Donald Trump just confessed
Earlier today Palmer Report pointed out that Donald Trump screwed up when he, in fit of bravado, called for the whistleblower complaint against him to be made public. He didn’t mean it of course, but he sure handed House Democrats the ability to win their legal battle over the complaint more quickly and easily. Now Trump is playing the only card he has left at this point: he’s confessing before the complaint is made public.
This evening Donald Trump said this to a group of reporters, according to CNN: “We had a great conversation. The conversation I had was largely congratulatory, was largely corruption — all of the corruption taking place, was largely the fact that we don’t want our people like Vice President Biden and his son (adding to the corruption).” We assume CNN felt compelled to add the parenthetical in an attempt at turning yet another gibberish Trump quote into something more coherent, but the point is this: Trump just confessed to a felony.

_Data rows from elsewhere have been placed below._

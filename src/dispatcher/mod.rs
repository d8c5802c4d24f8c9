//! Update dispatch module.
//!
//! Drives the update stream and tracks how incoming messages were handled.

mod runner;
mod state;

pub use runner::{Dispatcher, DispatcherMessage};
pub use state::{DispatchStats, Outcome};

So what now? Trump has already lost the battle over suppressing the whistleblower report. There’s far too much pressure from the media and the public for the scandal to just go away. Trump is now working under the assumption that the report will become public, and he’s confessing to what it documents, while trying to minimize the context of his behavior.
That’s cute, but the reality is that Donald Trump committed one of the most serious crimes on the books when he tried to leverage the power of the presidency (and directly or indirectly used hundreds of millions of dollars of government funds as leverage in the process) to try to get a foreign leader to help him alter the outcome of the 2020 U.S. presidential election. Proof of it is about to become public. Trump’s only remaining play – confessing to a serious crime while trying to minimize it – is one that never ends up saving anyone.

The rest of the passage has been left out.